You are a member of an alpine rescue team and must get a box of supplies, with mass 2.70 kg , up an incline of constant slope angle 30.0 ∘ so that it reaches a stranded skier who is a vertical distance 2.90 m above the bottom of the incline. There is some friction present; the kinetic coefficient of friction is 6.00×10−2. Since you can't walk up the incline, you give the box a push that gives it an initial velocity; then the box slides up the incline, slowing down under the forces of friction and gravity. Take acceleration due to gravity to be 9.81 m/s2 . Part A Use the work-energy theorem to calculate the minimum speed v that you must give the box at the bottom of the incline so that it will reach the skier.

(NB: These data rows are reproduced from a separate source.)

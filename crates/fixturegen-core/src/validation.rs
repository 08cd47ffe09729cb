//! Rule checks for completed schedules.
//!
//! The checks are split the same way the generators are:
//!
//! - Round-robin rules, which every schedule must satisfy:
//!   [`Schedule::check_no_self_pairs`], [`Schedule::check_complete`] and
//!   [`Schedule::check_round_integrity`], bundled as
//!   [`Schedule::check_round_robin`].
//! - League rules: [`Schedule::check_half_separation`] and
//!   [`Schedule::check_home_spacing`], bundled with the round-robin rules as
//!   [`Schedule::check_league`].
//!
//! Each check stops at the first violation it finds.
//!
//! # Examples
//!
//! ```
//! use fixturegen_core::{EntityCount, Fixture, Schedule, ScheduleViolation};
//!
//! let count = EntityCount::new(2)?;
//! let good = Schedule::from_fixtures(
//!     count,
//!     vec![Fixture::from_indices(0, 1), Fixture::from_indices(1, 0)],
//! )
//! .unwrap();
//! assert_eq!(good.check_league(), Ok(()));
//!
//! let bad = Schedule::from_fixtures(
//!     count,
//!     vec![Fixture::from_indices(0, 1), Fixture::from_indices(0, 1)],
//! )
//! .unwrap();
//! assert!(matches!(
//!     bad.check_complete(),
//!     Err(ScheduleViolation::DuplicateFixture { .. })
//! ));
//! # Ok::<(), fixturegen_core::EntityCountError>(())
//! ```

use crate::{Coordinate, Entity, EntitySet, Fixture, Schedule};

/// The first broken rule found in a schedule.
#[derive(Debug, Clone, Copy, PartialEq, Eq, derive_more::Display, derive_more::Error)]
pub enum ScheduleViolation {
    /// A fixture pairs an entity with itself.
    #[display("fixture {fixture} at {at} pairs an entity with itself")]
    SelfPair {
        /// Cell of the fixture.
        at: Coordinate,
        /// The offending fixture.
        fixture: Fixture,
    },
    /// A fixture names an entity outside the schedule's entity count.
    #[display("fixture {fixture} at {at} names an unknown entity")]
    EntityOutOfRange {
        /// Cell of the fixture.
        at: Coordinate,
        /// The offending fixture.
        fixture: Fixture,
    },
    /// The same ordered pair is scheduled twice.
    #[display("fixture {fixture} is scheduled at {first} and again at {second}")]
    DuplicateFixture {
        /// The repeated fixture.
        fixture: Fixture,
        /// Its first cell.
        first: Coordinate,
        /// Its second cell.
        second: Coordinate,
    },
    /// An ordered pair is never scheduled.
    #[display("fixture {fixture} is never scheduled")]
    MissingFixture {
        /// The missing fixture.
        fixture: Fixture,
    },
    /// An entity plays twice in one round.
    #[display("entity {entity} plays more than once in round {}", round + 1)]
    RepeatedEntity {
        /// Zero-based round.
        round: usize,
        /// The repeated entity.
        entity: Entity,
    },
    /// A fixture and its inverse fall in the same season half.
    #[display("fixture {fixture} at {first} and its inverse at {second} share a season half")]
    InverseInSameHalf {
        /// The fixture scheduled first.
        fixture: Fixture,
        /// Cell of the fixture.
        first: Coordinate,
        /// Cell of its inverse.
        second: Coordinate,
    },
    /// An entity is at home on the same court in three consecutive rounds.
    #[display(
        "entity {entity} is at home on court {} in rounds {} to {}",
        court + 1,
        round + 1,
        round + 3
    )]
    HomeStreak {
        /// Zero-based court.
        court: usize,
        /// First round of the streak.
        round: usize,
        /// The entity at home.
        entity: Entity,
    },
}

impl Schedule {
    /// Checks every round-robin rule.
    ///
    /// # Errors
    ///
    /// Returns the first violation of [`check_no_self_pairs`](Self::check_no_self_pairs),
    /// [`check_complete`](Self::check_complete) or
    /// [`check_round_integrity`](Self::check_round_integrity).
    pub fn check_round_robin(&self) -> Result<(), ScheduleViolation> {
        self.check_no_self_pairs()?;
        self.check_complete()?;
        self.check_round_integrity()
    }

    /// Checks every round-robin rule and every league rule.
    ///
    /// # Errors
    ///
    /// Returns the first violation of [`check_round_robin`](Self::check_round_robin),
    /// [`check_half_separation`](Self::check_half_separation) or
    /// [`check_home_spacing`](Self::check_home_spacing).
    pub fn check_league(&self) -> Result<(), ScheduleViolation> {
        self.check_round_robin()?;
        self.check_half_separation()?;
        self.check_home_spacing()
    }

    /// Checks that no fixture pairs an entity with itself.
    ///
    /// # Errors
    ///
    /// Returns [`ScheduleViolation::SelfPair`] for the first self-pair.
    pub fn check_no_self_pairs(&self) -> Result<(), ScheduleViolation> {
        match self.iter().find(|(_, fixture)| fixture.is_self_pair()) {
            Some((at, fixture)) => Err(ScheduleViolation::SelfPair { at, fixture }),
            None => Ok(()),
        }
    }

    /// Checks that every ordered pair of distinct entities is scheduled exactly once.
    ///
    /// # Errors
    ///
    /// Returns [`ScheduleViolation::EntityOutOfRange`],
    /// [`ScheduleViolation::DuplicateFixture`] or
    /// [`ScheduleViolation::MissingFixture`].
    pub fn check_complete(&self) -> Result<(), ScheduleViolation> {
        let n = usize::from(self.entities().get());
        let all = self.entities().all();
        let mut seen: Vec<Option<Coordinate>> = vec![None; n * n];

        for (at, fixture) in self.iter() {
            if !all.contains(fixture.home) || !all.contains(fixture.away) {
                return Err(ScheduleViolation::EntityOutOfRange { at, fixture });
            }
            let slot = &mut seen[pair_index(n, fixture)];
            if let Some(first) = *slot {
                return Err(ScheduleViolation::DuplicateFixture {
                    fixture,
                    first,
                    second: at,
                });
            }
            *slot = Some(at);
        }

        for home in self.entities().entities() {
            for away in self.entities().entities() {
                let fixture = Fixture::new(home, away);
                if home != away && seen[pair_index(n, fixture)].is_none() {
                    return Err(ScheduleViolation::MissingFixture { fixture });
                }
            }
        }
        Ok(())
    }

    /// Checks that no entity plays more than once in any round.
    ///
    /// Together with [`check_complete`](Self::check_complete) this means every
    /// entity plays exactly once per round.
    ///
    /// # Errors
    ///
    /// Returns [`ScheduleViolation::RepeatedEntity`] for the first repeat.
    pub fn check_round_integrity(&self) -> Result<(), ScheduleViolation> {
        for (round, fixtures) in self.rounds().enumerate() {
            let mut used = EntitySet::new();
            for fixture in fixtures {
                for entity in [fixture.home, fixture.away] {
                    if !used.insert(entity) {
                        return Err(ScheduleViolation::RepeatedEntity { round, entity });
                    }
                }
            }
        }
        Ok(())
    }

    /// Checks that no fixture shares a season half with its inverse.
    ///
    /// # Errors
    ///
    /// Returns [`ScheduleViolation::InverseInSameHalf`] for the first such pair.
    pub fn check_half_separation(&self) -> Result<(), ScheduleViolation> {
        let shape = self.shape();
        let half_cells = shape.half_rounds() * shape.courts();
        for (half_index, fixtures) in self.fixtures().chunks(half_cells).enumerate() {
            let offset = half_index * half_cells;
            for (i, fixture) in fixtures.iter().enumerate() {
                if let Some(j) = fixtures[i + 1..]
                    .iter()
                    .position(|other| *other == fixture.inverse())
                {
                    return Err(ScheduleViolation::InverseInSameHalf {
                        fixture: *fixture,
                        first: shape.coordinate(offset + i),
                        second: shape.coordinate(offset + i + 1 + j),
                    });
                }
            }
        }
        Ok(())
    }

    /// Checks that no entity is at home on the same court in three consecutive rounds.
    ///
    /// # Errors
    ///
    /// Returns [`ScheduleViolation::HomeStreak`] for the first streak found,
    /// scanning court by court.
    pub fn check_home_spacing(&self) -> Result<(), ScheduleViolation> {
        match self.home_streaks().next() {
            Some(violation) => Err(violation),
            None => Ok(()),
        }
    }

    /// Counts the home streaks reported by [`check_home_spacing`](Self::check_home_spacing).
    #[must_use]
    pub fn home_spacing_violations(&self) -> usize {
        self.home_streaks().count()
    }

    fn home_streaks(&self) -> impl Iterator<Item = ScheduleViolation> + '_ {
        let shape = self.shape();
        (0..shape.courts()).flat_map(move |court| {
            (0..shape.rounds().saturating_sub(2)).filter_map(move |round| {
                let home = |r: usize| self[Coordinate::new(r, court)].home;
                let entity = home(round);
                (entity == home(round + 1) && entity == home(round + 2)).then_some(
                    ScheduleViolation::HomeStreak {
                        court,
                        round,
                        entity,
                    },
                )
            })
        })
    }
}

fn pair_index(n: usize, fixture: Fixture) -> usize {
    usize::from(fixture.home.index()) * n + usize::from(fixture.away.index())
}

The work-energy therom says that the total work done by external forces goes to change the kinetic energy of a system. Here you have to print to the body an inital kinetic energy that at the end will be transferred to an increase of the potential energy of the body and dissipated in friction.

So, [tex]1/2*m*(v_{f}^2-v_{i}^2)=m*g*\Delta h + Wr[/tex]

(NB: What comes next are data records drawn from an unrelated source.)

//! Command-line front end for the schedule generator.
//!
//! # Usage
//!
//! ```sh
//! fixturegen 8
//! fixturegen 10 --variant league --labels letters
//! fixturegen 12 --variant league --format json --timeout-ms 5000
//! fixturegen 16 --all --verify --stats
//! ```
//!
//! Set `RUST_LOG=debug` to see search progress.

use std::{
    io::{self, Write as _},
    process::ExitCode,
    thread,
    time::Duration,
};

use clap::{Parser, ValueEnum};
use fixturegen_core::{EntityCount, EntityCountError, Schedule, ScheduleViolation, default_labels};
use fixturegen_engine::{CancellationToken, ScheduleGenerator, SearchStats, Variant};
use rayon::prelude::*;

#[derive(Debug, Clone, Copy, PartialEq, Eq, ValueEnum)]
enum VariantArg {
    Basic,
    League,
}

impl From<VariantArg> for Variant {
    fn from(arg: VariantArg) -> Self {
        match arg {
            VariantArg::Basic => Variant::Basic,
            VariantArg::League => Variant::League,
        }
    }
}

#[derive(Debug, Clone, Copy, PartialEq, Eq, ValueEnum)]
enum Format {
    Text,
    Json,
}

#[derive(Debug, Clone, Copy, PartialEq, Eq, ValueEnum)]
enum Labels {
    /// 1-based entity numbers.
    Numbers,
    /// Spreadsheet-style letters: A, B, ..., Z, AA, ...
    Letters,
}

#[derive(Debug, Parser)]
#[command(author, version, about)]
struct Args {
    /// Number of entities to schedule (even, 2 to 32).
    #[arg(value_name = "ENTITIES", default_value_t = 4)]
    entities: usize,

    /// Rule set to schedule with.
    #[arg(long, value_name = "VARIANT", default_value = "basic")]
    variant: VariantArg,

    /// Output format.
    #[arg(long, value_name = "FORMAT", default_value = "text")]
    format: Format,

    /// How entities are written in text output.
    #[arg(long, value_name = "LABELS", default_value = "numbers")]
    labels: Labels,

    /// Cancel every search still running after this many milliseconds.
    #[arg(long, value_name = "MS")]
    timeout_ms: Option<u64>,

    /// Generate every even entity count from 2 up to ENTITIES, in parallel.
    #[arg(long)]
    all: bool,

    /// Check each schedule against the rules of its variant.
    #[arg(long)]
    verify: bool,

    /// Print search statistics to stderr.
    #[arg(long)]
    stats: bool,
}

#[derive(Debug, derive_more::Display, derive_more::Error, derive_more::From)]
enum CliError {
    #[display("{_0}")]
    EntityCount(#[from] EntityCountError),
    #[display("no schedule found for {entities} entities (search exhausted or cancelled)")]
    NoSchedule { entities: usize },
    #[display("{entities}-entity schedule failed verification: {violation}")]
    Verification {
        entities: usize,
        violation: ScheduleViolation,
    },
    #[display("failed to write output: {_0}")]
    Io(#[from] io::Error),
    #[display("failed to encode JSON: {_0}")]
    Json(#[from] serde_json::Error),
}

impl CliError {
    fn exit_code(&self) -> ExitCode {
        match self {
            Self::EntityCount(_) => ExitCode::from(2),
            _ => ExitCode::FAILURE,
        }
    }
}

/// One finished search.
#[derive(Debug)]
struct Outcome {
    entities: usize,
    schedule: Schedule,
    stats: SearchStats,
}

fn main() -> ExitCode {
    better_panic::install();
    env_logger::init();

    let args = Args::parse();
    match run(&args) {
        Ok(()) => ExitCode::SUCCESS,
        Err(e) => {
            eprintln!("error: {e}");
            e.exit_code()
        }
    }
}

fn run(args: &Args) -> Result<(), CliError> {
    let variant = Variant::from(args.variant);
    // Reject a bad count before spawning anything.
    EntityCount::new(args.entities)?;

    let token = CancellationToken::new();
    if let Some(ms) = args.timeout_ms {
        spawn_timer(token.clone(), Duration::from_millis(ms));
    }
    let generator = ScheduleGenerator::for_variant(variant).with_cancellation(token);

    let counts: Vec<usize> = if args.all {
        (2..=args.entities).step_by(2).collect()
    } else {
        vec![args.entities]
    };
    log::info!("generating {variant} schedules for {counts:?} entities");

    let outcomes = counts
        .par_iter()
        .map(|&entities| search(&generator, entities))
        .collect::<Result<Vec<_>, _>>()?;

    for outcome in &outcomes {
        if args.stats {
            eprintln!(
                "{} entities: {} steps, {} backtracks, {} option sets",
                outcome.entities,
                outcome.stats.steps(),
                outcome.stats.backtracks(),
                outcome.stats.regenerations()
            );
        }
        if args.verify {
            verify(variant, outcome)?;
        }
    }

    let mut out = io::stdout().lock();
    match args.format {
        Format::Text => {
            for outcome in &outcomes {
                if args.all {
                    writeln!(out, "# {} entities", outcome.entities)?;
                }
                out.write_all(render_text(&outcome.schedule, args.labels).as_bytes())?;
                if args.all {
                    writeln!(out)?;
                }
            }
        }
        Format::Json => {
            let schedules: Vec<&Schedule> = outcomes.iter().map(|o| &o.schedule).collect();
            if args.all {
                serde_json::to_writer_pretty(&mut out, &schedules)?;
            } else {
                serde_json::to_writer_pretty(&mut out, schedules[0])?;
            }
            writeln!(out)?;
        }
    }
    Ok(())
}

fn spawn_timer(token: CancellationToken, after: Duration) {
    thread::spawn(move || {
        thread::sleep(after);
        log::info!("time limit of {after:?} reached, cancelling");
        token.cancel();
    });
}

fn search(generator: &ScheduleGenerator, entities: usize) -> Result<Outcome, CliError> {
    let (schedule, stats) = generator.generate_with_stats(entities)?;
    let schedule = schedule.ok_or(CliError::NoSchedule { entities })?;
    Ok(Outcome {
        entities,
        schedule,
        stats,
    })
}

fn verify(variant: Variant, outcome: &Outcome) -> Result<(), CliError> {
    let result = match variant {
        Variant::Basic => outcome.schedule.check_round_robin(),
        Variant::League => outcome.schedule.check_league(),
    };
    result.map_err(|violation| CliError::Verification {
        entities: outcome.entities,
        violation,
    })
}

fn render_text(schedule: &Schedule, labels: Labels) -> String {
    match labels {
        Labels::Numbers => schedule.to_string(),
        Labels::Letters => schedule.render_with(&default_labels(schedule.entities())),
    }
}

where [tex]\Delta h[/tex] is the height of the slope (2.9 m) and Wr is the frictional work. To account for the minimum energy, we have to consider that the final velocity is zero.

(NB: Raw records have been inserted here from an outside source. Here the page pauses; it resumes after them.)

//! Per-cell candidate sets with O(1) selection and discard.
//!
//! An [`OptionSet`] is an owned array of candidate fixtures partitioned by two
//! indices:
//!
//! ```text
//!  tried            untried                discarded
//! [ ... selected | selected+1 ... active | active+1 ... ]
//! ```
//!
//! Selecting moves the `selected` pointer one step to the right. Discarding
//! swaps a candidate with the one at `active` and moves `active` one step to the
//! left, so nothing is ever shifted and a discard is permanent for the lifetime
//! of the set.

use std::ops::Range;

use fixturegen_core::Fixture;

/// A partitioned, mutable set of candidate fixtures for one grid cell.
///
/// # Examples
///
/// ```
/// use fixturegen_core::Fixture;
/// use fixturegen_engine::OptionSet;
///
/// let mut options = OptionSet::new(vec![
///     Fixture::from_indices(0, 1),
///     Fixture::from_indices(0, 2),
///     Fixture::from_indices(1, 2),
/// ]);
/// assert_eq!(options.selected(), None);
/// assert_eq!(options.active(), Some(2));
///
/// assert_eq!(options.select_next(), Fixture::from_indices(0, 1));
/// options.find_and_discard(Fixture::from_indices(0, 2));
///
/// // (1, 2) is the only untried candidate left.
/// assert_eq!(options.untried(), &[Fixture::from_indices(1, 2)]);
/// assert_eq!(options.select_next(), Fixture::from_indices(1, 2));
/// assert!(options.is_leaf());
/// ```
#[derive(Debug, Clone, PartialEq, Eq)]
pub struct OptionSet {
    candidates: Vec<Fixture>,
    /// Number of tried candidates; `selected == tried - 1`.
    tried: usize,
    /// Number of candidates not discarded; `active == live - 1`.
    live: usize,
}

impl OptionSet {
    /// Creates a set where every candidate is untried.
    #[must_use]
    pub fn new(candidates: Vec<Fixture>) -> Self {
        let live = candidates.len();
        Self {
            candidates,
            tried: 0,
            live,
        }
    }

    /// Creates a set with no candidates. It is a leaf from the start.
    #[must_use]
    pub fn empty() -> Self {
        Self::new(Vec::new())
    }

    /// Returns the index of the candidate placed at the cell, if any.
    #[must_use]
    pub fn selected(&self) -> Option<usize> {
        self.tried.checked_sub(1)
    }

    /// Returns the index of the last candidate that has not been discarded.
    #[must_use]
    pub fn active(&self) -> Option<usize> {
        self.live.checked_sub(1)
    }

    /// Returns the candidate placed at the cell, if any.
    #[must_use]
    pub fn selected_fixture(&self) -> Option<Fixture> {
        self.selected().map(|i| self.candidates[i])
    }

    /// Returns `true` if no untried candidate remains.
    #[must_use]
    pub fn is_leaf(&self) -> bool {
        self.tried == self.live
    }

    /// Returns the number of candidates that have not been discarded.
    #[must_use]
    pub fn len(&self) -> usize {
        self.live
    }

    /// Returns `true` if every candidate has been discarded.
    #[must_use]
    pub fn is_empty(&self) -> bool {
        self.live == 0
    }

    /// Returns the candidates that have not been discarded, tried ones first.
    #[must_use]
    pub fn candidates(&self) -> &[Fixture] {
        &self.candidates[..self.live]
    }

    /// Returns the untried candidates: strictly after `selected`, up to `active`.
    #[must_use]
    pub fn untried(&self) -> &[Fixture] {
        &self.candidates[self.tried..self.live]
    }

    /// Returns the positions of the untried candidates.
    #[must_use]
    pub fn untried_range(&self) -> Range<usize> {
        self.tried..self.live
    }

    /// Selects the next untried candidate and returns it.
    ///
    /// # Panics
    ///
    /// Panics if the set is a leaf.
    pub fn select_next(&mut self) -> Fixture {
        assert!(!self.is_leaf(), "select_next called on a leaf option set");
        self.tried += 1;
        self.candidates[self.tried - 1]
    }

    /// Discards the candidate at `index` by swapping it with the candidate at
    /// `active` and shrinking the active bound.
    ///
    /// The order of untried candidates is disturbed.
    ///
    /// # Panics
    ///
    /// Panics unless `selected <= index <= active`.
    pub fn discard_at(&mut self, index: usize) {
        assert!(
            self.selected().is_none_or(|selected| selected <= index) && index < self.live,
            "discard index {index} outside [{:?}, {:?}]",
            self.selected(),
            self.active()
        );
        self.live -= 1;
        self.candidates.swap(index, self.live);
    }

    /// Discards the first untried candidate equal to `fixture`.
    ///
    /// Returns `true` if a candidate was discarded.
    pub fn find_and_discard(&mut self, fixture: Fixture) -> bool {
        match self.untried().iter().position(|c| *c == fixture) {
            Some(offset) => {
                self.discard_at(self.tried + offset);
                true
            }
            None => false,
        }
    }

    /// Discards every untried candidate matching `pred`.
    ///
    /// The candidate swapped into a discarded slot is examined too, so no
    /// matching candidate survives.
    pub fn discard_where<F>(&mut self, mut pred: F)
    where
        F: FnMut(Fixture) -> bool,
    {
        let mut i = self.tried;
        while i < self.live {
            if pred(self.candidates[i]) {
                self.discard_at(i);
            } else {
                i += 1;
            }
        }
    }

    /// Swaps two untried candidates. Changes try order only.
    ///
    /// # Panics
    ///
    /// Panics if either index is not an untried position.
    pub fn swap_untried(&mut self, a: usize, b: usize) {
        let range = self.untried_range();
        assert!(
            range.contains(&a) && range.contains(&b),
            "swap indices {a}, {b} outside untried range {range:?}"
        );
        self.candidates.swap(a, b);
    }
}

impl From<&[Fixture]> for OptionSet {
    fn from(candidates: &[Fixture]) -> Self {
        Self::new(candidates.to_vec())
    }
}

To account for friction, the normal force Fr=m*g*[tex]\mu[/tex]=2.7kg * 9.81m/s^2 * cos(30º) * 0.06=1.38 N.

The total length of the slope (d) is equal to 2.9/sin(30º)=5.8 m.. Thus, the work done by friction forces Wr=1.38 N * 5.8 m=8.004 J.

Finally,

[tex]1/2 * 2.7 kg *v_{i]^2=2.7 kg *9.81m/s^2 *2.9 m + 8.004 J[/tex]

[tex]v_i=\sqrt{\frac{2*84.82 J}{2.7 m}}=7.93 m/s[/tex]